| WHAT IS REQUIRED |
Exactly as written, transcribe the data that follows.

| DATA EXTRACT |
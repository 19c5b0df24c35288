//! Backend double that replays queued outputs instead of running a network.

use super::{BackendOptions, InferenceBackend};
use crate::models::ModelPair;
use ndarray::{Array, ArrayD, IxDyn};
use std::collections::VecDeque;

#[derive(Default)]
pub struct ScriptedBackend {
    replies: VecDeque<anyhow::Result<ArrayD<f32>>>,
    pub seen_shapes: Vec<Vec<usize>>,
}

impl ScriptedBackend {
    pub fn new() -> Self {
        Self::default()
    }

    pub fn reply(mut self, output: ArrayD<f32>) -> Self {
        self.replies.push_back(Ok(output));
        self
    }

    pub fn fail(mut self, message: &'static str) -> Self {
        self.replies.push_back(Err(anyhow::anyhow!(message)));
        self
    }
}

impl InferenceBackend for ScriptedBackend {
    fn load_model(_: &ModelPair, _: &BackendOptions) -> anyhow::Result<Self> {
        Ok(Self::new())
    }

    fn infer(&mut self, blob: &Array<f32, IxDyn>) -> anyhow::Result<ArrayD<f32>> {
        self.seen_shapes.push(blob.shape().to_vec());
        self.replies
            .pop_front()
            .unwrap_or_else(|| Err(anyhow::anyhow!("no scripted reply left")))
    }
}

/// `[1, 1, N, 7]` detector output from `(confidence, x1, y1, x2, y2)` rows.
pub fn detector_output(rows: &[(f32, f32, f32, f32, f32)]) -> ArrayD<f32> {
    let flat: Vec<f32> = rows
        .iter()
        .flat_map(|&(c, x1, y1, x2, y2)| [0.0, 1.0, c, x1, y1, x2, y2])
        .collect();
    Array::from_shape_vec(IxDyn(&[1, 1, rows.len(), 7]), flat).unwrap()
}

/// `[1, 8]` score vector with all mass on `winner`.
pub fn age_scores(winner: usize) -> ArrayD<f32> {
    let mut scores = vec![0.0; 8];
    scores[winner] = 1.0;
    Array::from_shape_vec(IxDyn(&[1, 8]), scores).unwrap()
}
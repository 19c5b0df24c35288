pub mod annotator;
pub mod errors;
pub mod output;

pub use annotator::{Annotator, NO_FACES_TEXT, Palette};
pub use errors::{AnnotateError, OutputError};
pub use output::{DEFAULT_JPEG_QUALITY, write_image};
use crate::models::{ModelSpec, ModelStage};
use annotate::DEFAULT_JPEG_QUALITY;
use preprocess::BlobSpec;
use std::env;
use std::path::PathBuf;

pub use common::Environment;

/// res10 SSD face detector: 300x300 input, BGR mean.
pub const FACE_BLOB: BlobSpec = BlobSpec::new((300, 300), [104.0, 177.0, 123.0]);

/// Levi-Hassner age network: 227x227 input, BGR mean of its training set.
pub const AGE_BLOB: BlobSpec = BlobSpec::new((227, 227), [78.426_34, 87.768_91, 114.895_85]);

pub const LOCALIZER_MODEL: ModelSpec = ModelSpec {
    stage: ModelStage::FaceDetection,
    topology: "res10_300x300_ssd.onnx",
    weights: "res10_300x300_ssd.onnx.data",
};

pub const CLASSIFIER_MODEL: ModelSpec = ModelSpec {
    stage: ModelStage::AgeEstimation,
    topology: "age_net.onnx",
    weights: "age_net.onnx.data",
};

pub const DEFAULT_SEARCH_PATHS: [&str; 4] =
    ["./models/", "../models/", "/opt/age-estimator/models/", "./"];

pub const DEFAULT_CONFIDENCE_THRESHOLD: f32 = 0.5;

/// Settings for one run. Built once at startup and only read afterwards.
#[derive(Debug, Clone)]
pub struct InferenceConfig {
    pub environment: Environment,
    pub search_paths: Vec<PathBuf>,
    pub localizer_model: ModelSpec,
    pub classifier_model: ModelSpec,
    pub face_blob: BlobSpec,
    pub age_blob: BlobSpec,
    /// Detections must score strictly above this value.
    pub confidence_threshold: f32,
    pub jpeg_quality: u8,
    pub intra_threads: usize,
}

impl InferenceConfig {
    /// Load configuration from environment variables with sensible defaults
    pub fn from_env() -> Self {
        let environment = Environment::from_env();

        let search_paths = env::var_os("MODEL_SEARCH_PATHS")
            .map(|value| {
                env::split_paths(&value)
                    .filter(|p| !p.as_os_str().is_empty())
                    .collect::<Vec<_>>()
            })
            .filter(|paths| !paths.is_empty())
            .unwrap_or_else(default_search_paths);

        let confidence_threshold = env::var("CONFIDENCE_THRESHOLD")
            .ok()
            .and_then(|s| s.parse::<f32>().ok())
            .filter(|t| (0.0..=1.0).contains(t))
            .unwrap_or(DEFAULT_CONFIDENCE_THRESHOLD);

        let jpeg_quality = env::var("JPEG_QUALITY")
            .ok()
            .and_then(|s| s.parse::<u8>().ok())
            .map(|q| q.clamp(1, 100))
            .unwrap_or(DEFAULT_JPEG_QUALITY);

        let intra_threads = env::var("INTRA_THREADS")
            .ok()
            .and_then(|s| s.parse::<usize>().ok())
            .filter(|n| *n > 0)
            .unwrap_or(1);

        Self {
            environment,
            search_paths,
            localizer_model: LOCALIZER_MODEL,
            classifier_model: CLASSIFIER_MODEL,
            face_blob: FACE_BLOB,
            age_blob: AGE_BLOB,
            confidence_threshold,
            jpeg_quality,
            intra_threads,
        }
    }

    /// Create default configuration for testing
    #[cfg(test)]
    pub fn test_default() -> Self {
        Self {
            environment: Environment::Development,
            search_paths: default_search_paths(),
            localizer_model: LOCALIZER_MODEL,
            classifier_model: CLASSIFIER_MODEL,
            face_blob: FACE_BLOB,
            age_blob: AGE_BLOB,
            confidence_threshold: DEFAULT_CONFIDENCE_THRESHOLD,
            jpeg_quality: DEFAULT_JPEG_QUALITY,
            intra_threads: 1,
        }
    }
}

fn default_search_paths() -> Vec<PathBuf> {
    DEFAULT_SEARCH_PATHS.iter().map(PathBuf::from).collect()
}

| ANSWER TO THIS PROBLEM |
repository 19c5b0df24c35288
//! Backend double that replays queued outputs instead of running a network.

use super::{BackendOptions, InferenceBackend};
use crate::models::ModelPair;
use ndarray::{Array, ArrayD, IxDyn};
use std::collections::VecDeque;

#[derive(Default)]
pub struct ScriptedBackend {
    replies: VecDeque<anyhow::Result<ArrayD<f32>>>,
    pub seen_shapes: Vec<Vec<usize>>,
}

impl ScriptedBackend {
    pub fn new() -> Self {
        Self::default()
    }

    pub fn reply(mut self, output: ArrayD<f32>) -> Self {
        self.replies.push_back(Ok(output));
        self
    }

    pub fn fail(mut self, message: &'static str) -> Self {
        self.replies.push_back(Err(anyhow::anyhow!(message)));
        self
    }
}

impl InferenceBackend for ScriptedBackend {
    fn load_model(_: &ModelPair, _: &BackendOptions) -> anyhow::Result<Self> {
        Ok(Self::new())
    }

    fn infer(&mut self, blob: &Array<f32, IxDyn>) -> anyhow::Result<ArrayD<f32>> {
        self.seen_shapes.push(blob.shape().to_vec());
        self.replies
            .pop_front()
            .unwrap_or_else(|| Err(anyhow::anyhow!("no scripted reply left")))
    }
}

/// `[1, 1, N, 7]` detector output from `(confidence, x1, y1, x2, y2)` rows.
pub fn detector_output(rows: &[(f32, f32, f32, f32, f32)]) -> ArrayD<f32> {
    let flat: Vec<f32> = rows
        .iter()
        .flat_map(|&(c, x1, y1, x2, y2)| [0.0, 1.0, c, x1, y1, x2, y2])
        .collect();
    Array::from_shape_vec(IxDyn(&[1, 1, rows.len(), 7]), flat).unwrap()
}

/// `[1, 8]` score vector with all mass on `winner`.
pub fn age_scores(winner: usize) -> ArrayD<f32> {
    let mut scores = vec![0.0; 8];
    scores[winner] = 1.0;
    Array::from_shape_vec(IxDyn(&[1, 8]), scores).unwrap()
}
repository 19c5b0df24c35288
pub mod annotator;
pub mod errors;
pub mod output;

pub use annotator::{Annotator, NO_FACES_TEXT, Palette};
pub use errors::{AnnotateError, OutputError};
pub use output::{DEFAULT_JPEG_QUALITY, write_image};
use crate::models::{ModelSpec, ModelStage};
use annotate::DEFAULT_JPEG_QUALITY;
use preprocess::BlobSpec;
use std::env;
use std::path::PathBuf;

pub use common::Environment;

/// res10 SSD face detector: 300x300 input, BGR mean.
pub const FACE_BLOB: BlobSpec = BlobSpec::new((300, 300), [104.0, 177.0, 123.0]);

/// Levi-Hassner age network: 227x227 input, BGR mean of its training set.
pub const AGE_BLOB: BlobSpec = BlobSpec::new((227, 227), [78.426_34, 87.768_91, 114.895_85]);

pub const LOCALIZER_MODEL: ModelSpec = ModelSpec {
    stage: ModelStage::FaceDetection,
    topology: "res10_300x300_ssd.onnx",
    weights: "res10_300x300_ssd.onnx.data",
};

pub const CLASSIFIER_MODEL: ModelSpec = ModelSpec {
    stage: ModelStage::AgeEstimation,
    topology: "age_net.onnx",
    weights: "age_net.onnx.data",
};

pub const DEFAULT_SEARCH_PATHS: [&str; 4] =
    ["./models/", "../models/", "/opt/age-estimator/models/", "./"];

pub const DEFAULT_CONFIDENCE_THRESHOLD: f32 = 0.5;

/// Settings for one run. Built once at startup and only read afterwards.
#[derive(Debug, Clone)]
pub struct InferenceConfig {
    pub environment: Environment,
    pub search_paths: Vec<PathBuf>,
    pub localizer_model: ModelSpec,
    pub classifier_model: ModelSpec,
    pub face_blob: BlobSpec,
    pub age_blob: BlobSpec,
    /// Detections must score strictly above this value.
    pub confidence_threshold: f32,
    pub jpeg_quality: u8,
    pub intra_threads: usize,
}

impl InferenceConfig {
    /// Load configuration from environment variables with sensible defaults
    pub fn from_env() -> Self {
        let environment = Environment::from_env();

        let search_paths = env::var_os("MODEL_SEARCH_PATHS")
            .map(|value| {
                env::split_paths(&value)
                    .filter(|p| !p.as_os_str().is_empty())
                    .collect::<Vec<_>>()
            })
            .filter(|paths| !paths.is_empty())
            .unwrap_or_else(default_search_paths);

        let confidence_threshold = env::var("CONFIDENCE_THRESHOLD")
            .ok()
            .and_then(|s| s.parse::<f32>().ok())
            .filter(|t| (0.0..=1.0).contains(t))
            .unwrap_or(DEFAULT_CONFIDENCE_THRESHOLD);

        let jpeg_quality = env::var("JPEG_QUALITY")
            .ok()
            .and_then(|s| s.parse::<u8>().ok())
            .map(|q| q.clamp(1, 100))
            .unwrap_or(DEFAULT_JPEG_QUALITY);

        let intra_threads = env::var("INTRA_THREADS")
            .ok()
            .and_then(|s| s.parse::<usize>().ok())
            .filter(|n| *n > 0)
            .unwrap_or(1);

        Self {
            environment,
            search_paths,
            localizer_model: LOCALIZER_MODEL,
            classifier_model: CLASSIFIER_MODEL,
            face_blob: FACE_BLOB,
            age_blob: AGE_BLOB,
            confidence_threshold,
            jpeg_quality,
            intra_threads,
        }
    }

    /// Create default configuration for testing
    #[cfg(test)]
    pub fn test_default() -> Self {
        Self {
            environment: Environment::Development,
            search_paths: default_search_paths(),
            localizer_model: LOCALIZER_MODEL,
            classifier_model: CLASSIFIER_MODEL,
            face_blob: FACE_BLOB,
            age_blob: AGE_BLOB,
            confidence_threshold: DEFAULT_CONFIDENCE_THRESHOLD,
            jpeg_quality: DEFAULT_JPEG_QUALITY,
            intra_threads: 1,
        }
    }
}

fn default_search_paths() -> Vec<PathBuf> {
    DEFAULT_SEARCH_PATHS.iter().map(PathBuf::from).collect()
}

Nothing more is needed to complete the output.